Ed ora si ripete. Centro-destra in momento di crisi (presumibilmente più grave dell'ultima volta, poiché crisi "in carica"), posizione debole del segretariato del partito di cui ha la tessera in tasca (segretariato, e non segretario... è da quando esiste il PD che non esiste un segretario), momento in cui il dibattito politico si è brevemente (i liberal-chic adesso hanno altro di cui parlare: troie alla Camera o un nuovo partito da fondare in primis... noi continuiamo) interrogato sulla possibilità di una nuova legge elettorale. E il candido esautora il legittimo rappresentante del segretariato del suo partito. Proprio ora. Come due anni fa. Lo fa con un manifesto in sette articoli dove muove contro tutte le politiche pre-elettorali di Bersani, dall'ipotesi dei "due cerchi" (che poi è una riedizione de l'Unione, il fronte delle sinistre vittorioso nel 2006) a quella del "neocentrismo". Il pensiero espresso è che il "berlusconismo" o l'accanimento contro di esso siano le vere droghe tanto del sistema bipolare: da un lato nega la possibilità di "sante" crociate contro il PDL con larghissime intese che facciano le logiche della quantità, dall'altro continua la sua predica sul bipolarismo. Non ha lo charme di Kennedy, non ha le fighe di Kennedy ma, per dio, vuole avere il sistema partitico di Kennedy.

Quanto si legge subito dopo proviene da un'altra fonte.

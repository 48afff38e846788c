//! Dashboard view state
//!
//! Ties the dataset, the search query, the selection and the pattern source
//! together the way the dashboard page uses them.

use crate::filter::FilterQuery;
use crate::patterns::{PatternAggregator, SnapshotPatterns, aggregator_from_config};
use crate::repository::{CallRepository, InMemoryCallRepository};
use crate::selection::SelectionController;
use closepulse_core::{CallId, CallRecord, Error, PatternGroup, Result, config::DatasetConfig};
use serde::Serialize;
use std::sync::Arc;
use tracing::debug;

/// Selected call with the text the detail panel derives from it
#[derive(Debug, Clone, PartialEq, Eq, Serialize)]
pub struct CallDetail<'a> {
    /// The call
    #[serde(flatten)]
    pub record: &'a CallRecord,
    /// Heading above the outcome explanation, e.g. "Why Won?"
    pub outcome_heading: String,
    /// Sentence describing the sentiment
    pub sentiment_summary: String,
}

impl<'a> CallDetail<'a> {
    /// Project `record` for display
    pub fn new(record: &'a CallRecord) -> Self {
        Self {
            record,
            outcome_heading: format!("Why {}?", record.outcome),
            sentiment_summary: record.sentiment.summary(),
        }
    }
}

/// State behind the dashboard page
pub struct DashboardView {
    repository: Arc<dyn CallRepository>,
    aggregator: Arc<dyn PatternAggregator>,
    query: FilterQuery,
    selection: SelectionController,
}

impl std::fmt::Debug for DashboardView {
    fn fmt(&self, f: &mut std::fmt::Formatter<'_>) -> std::fmt::Result {
        f.debug_struct("DashboardView")
            .field("calls", &self.repository.len())
            .field("patterns", &self.aggregator.name())
            .field("query", &self.query.as_str())
            .field("selected", &self.selection.current_id())
            .finish()
    }
}

impl DashboardView {
    /// View over `repository` with the first call selected and no query
    pub fn new(
        repository: Arc<dyn CallRepository>,
        aggregator: Arc<dyn PatternAggregator>,
    ) -> Self {
        let selection = SelectionController::initial(repository.all());
        Self {
            repository,
            aggregator,
            query: FilterQuery::default(),
            selection,
        }
    }

    /// View over the bundled sample calls and pattern snapshot
    ///
    /// # Errors
    ///
    /// Returns an error only if the bundled data is malformed.
    pub fn sample() -> Result<Self> {
        Ok(Self::new(
            Arc::new(InMemoryCallRepository::sample()?),
            Arc::new(SnapshotPatterns::sample()?),
        ))
    }

    /// View over the configured dataset and pattern source
    ///
    /// # Errors
    ///
    /// Returns an error if a configured data file cannot be loaded.
    pub fn from_config(config: &DatasetConfig) -> Result<Self> {
        let repository = InMemoryCallRepository::from_config(config)?;
        let aggregator: Arc<dyn PatternAggregator> = Arc::from(aggregator_from_config(config)?);
        Ok(Self::new(Arc::new(repository), aggregator))
    }

    /// Replace the search query
    pub fn set_query(&mut self, query: impl Into<FilterQuery>) {
        self.query = query.into();
        debug!(query = self.query.as_str(), "Query changed");
    }

    /// Current search query
    pub const fn query(&self) -> &FilterQuery {
        &self.query
    }

    /// Every call, unfiltered
    pub fn all(&self) -> &[CallRecord] {
        self.repository.all()
    }

    /// Calls matching the current query, in dataset order
    pub fn visible(&self) -> Vec<&CallRecord> {
        self.query.apply(self.repository.all())
    }

    /// Make `record` the active call
    pub fn select(&mut self, record: &CallRecord) {
        self.selection.select(record);
    }

    /// Make the call with `id` active, whether or not it is visible
    ///
    /// # Errors
    ///
    /// Returns [`Error::NotFound`] if no call has this id.
    pub fn select_id(&mut self, id: CallId) -> Result<()> {
        let record = self
            .repository
            .get(id)
            .ok_or_else(|| Error::not_found(format!("call {id}")))?;
        self.selection.select(record);
        Ok(())
    }

    /// Active call
    pub const fn current(&self) -> Option<&CallRecord> {
        self.selection.current()
    }

    /// Whether the row for `id` is highlighted
    pub fn is_selected(&self, id: CallId) -> bool {
        self.selection.is_selected(id)
    }

    /// Detail panel content for the active call
    pub fn detail(&self) -> Option<CallDetail<'_>> {
        self.current().map(CallDetail::new)
    }

    /// Pattern panel groups
    pub fn patterns(&self) -> Vec<PatternGroup> {
        self.aggregator.patterns(self.repository.all())
    }
}

#[cfg(test)]
#[allow(clippy::unwrap_used, clippy::indexing_slicing)]
mod tests {
    use super::*;
    use crate::patterns::DatasetPatterns;
    use pretty_assertions::assert_eq;

    fn visible_ids(view: &DashboardView) -> Vec<u32> {
        view.visible().iter().map(|r| r.id.0).collect()
    }

    #[test]
    fn test_initial_view() {
        let view = DashboardView::sample().unwrap();
        assert_eq!(visible_ids(&view), vec![1, 2, 3, 4, 5]);
        assert_eq!(view.current().map(|r| r.id), Some(CallId(1)));
        assert!(view.is_selected(CallId(1)));
        assert!(view.query().is_empty());
        assert_eq!(view.all().len(), 5);
    }

    #[test]
    fn test_query_refilters_without_touching_selection() {
        let mut view = DashboardView::sample().unwrap();

        view.set_query("PRICING");
        assert_eq!(visible_ids(&view), vec![1, 2, 5]);

        view.set_query("wilson");
        assert_eq!(visible_ids(&view), vec![3]);
        assert_eq!(view.current().map(|r| r.id), Some(CallId(1)));
        assert!(!view.visible().iter().any(|r| view.is_selected(r.id)));

        view.set_query("");
        assert_eq!(visible_ids(&view), vec![1, 2, 3, 4, 5]);
    }

    #[test]
    fn test_select_id() {
        let mut view = DashboardView::sample().unwrap();
        view.set_query("acme");

        view.select_id(CallId(4)).unwrap();
        assert_eq!(view.current().map(|r| r.customer.as_str()), Some("Innovate LLC"));

        let err = view.select_id(CallId(99)).unwrap_err();
        assert!(matches!(err, Error::NotFound { .. }));
        assert_eq!(view.current().map(|r| r.id), Some(CallId(4)));
    }

    #[test]
    fn test_detail_projection() {
        let mut view = DashboardView::sample().unwrap();

        let detail = view.detail().unwrap();
        assert_eq!(detail.outcome_heading, "Why Won?");
        assert_eq!(
            detail.sentiment_summary,
            "This call had an overall positive sentiment, indicating a favorable customer reaction."
        );

        view.select_id(CallId(3)).unwrap();
        let detail = view.detail().unwrap();
        assert_eq!(detail.outcome_heading, "Why Lost?");
        assert_eq!(
            detail.sentiment_summary,
            "This call had an overall negative sentiment, indicating potential concerns or dissatisfaction."
        );
    }

    #[test]
    fn test_detail_serializes_flat() {
        let view = DashboardView::sample().unwrap();
        let json = serde_json::to_value(view.detail().unwrap()).unwrap();
        assert_eq!(json["customer"], "Acme Corp");
        assert_eq!(json["outcome_heading"], "Why Won?");
    }

    #[test]
    fn test_empty_dataset_has_no_detail() {
        let view = DashboardView::new(
            Arc::new(InMemoryCallRepository::default()),
            Arc::new(DatasetPatterns),
        );
        assert!(view.current().is_none());
        assert!(view.detail().is_none());
        assert!(view.visible().is_empty());
        assert_eq!(view.patterns().len(), 3);
    }

    #[test]
    fn test_patterns_follow_source() {
        let snapshot = DashboardView::sample().unwrap();
        assert_eq!(snapshot.patterns()[0].title, "Success Factors");

        let live = DashboardView::from_config(&DatasetConfig {
            live_patterns: true,
            ..DatasetConfig::default()
        })
        .unwrap();
        assert_eq!(live.patterns()[0].title, "Outcome Mix");
    }
}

Dopo aver stigmatizzato per quattro punti il populismo berlusconiano, il candido se ne esce con questa chicca: «[...] riconosca [il PD; n.d.G.P.T.] alla dimensione religiosa piena cittadinanza nel dibattito pubblico e riaffermi il principio di laicità delle istituzioni e che accompagni la crescente sensibilità per le libertà e i diritti civili, con la maturazione di una nuova cultura della responsabilità»... Ora, dirigetevi al più vicino specchio e godetevi la faccia che vedete dopo aver letto questo capolavoro dell'ingegneria retorica della mente moderata. È la politica del cerchiobottismo. Del fatebenefratelli (reparto neurologia, mi auguro).
Due risvolti: come nel 2008 il candido W. cerca di diventare l'unico interlocutore "utile" del PD, rilanciando il dialogo sulle riforme e l'epica lotta di Red contro Toby, anche se il suo bersaglio par Bersani. Ma se W. è Red, chi è Toby?
Ralph Johnson introdusse il concetto di fallacia nella stima campionaria, ovvero una "x" che sembra una "y" ma che in realtà è una "z": applicandola al comportamento veltroniano, si scopre che in realtà il candido W. se la sta prendendo con qualcunaltro. Non con Bersani. Voglio dire, prendersela con Bersani... Alla quarta volta che gli ridi in faccia o hai del pelo sul cuore se vuoi continuare, oppure inizi a limitarti a commentare con un: "Puvrèn". No. Il candido non ce l'ha con Bersani, ma con il "Cuore dell'Impero" dietro a Bersani. Con il suo nemico-amico. D'Alema.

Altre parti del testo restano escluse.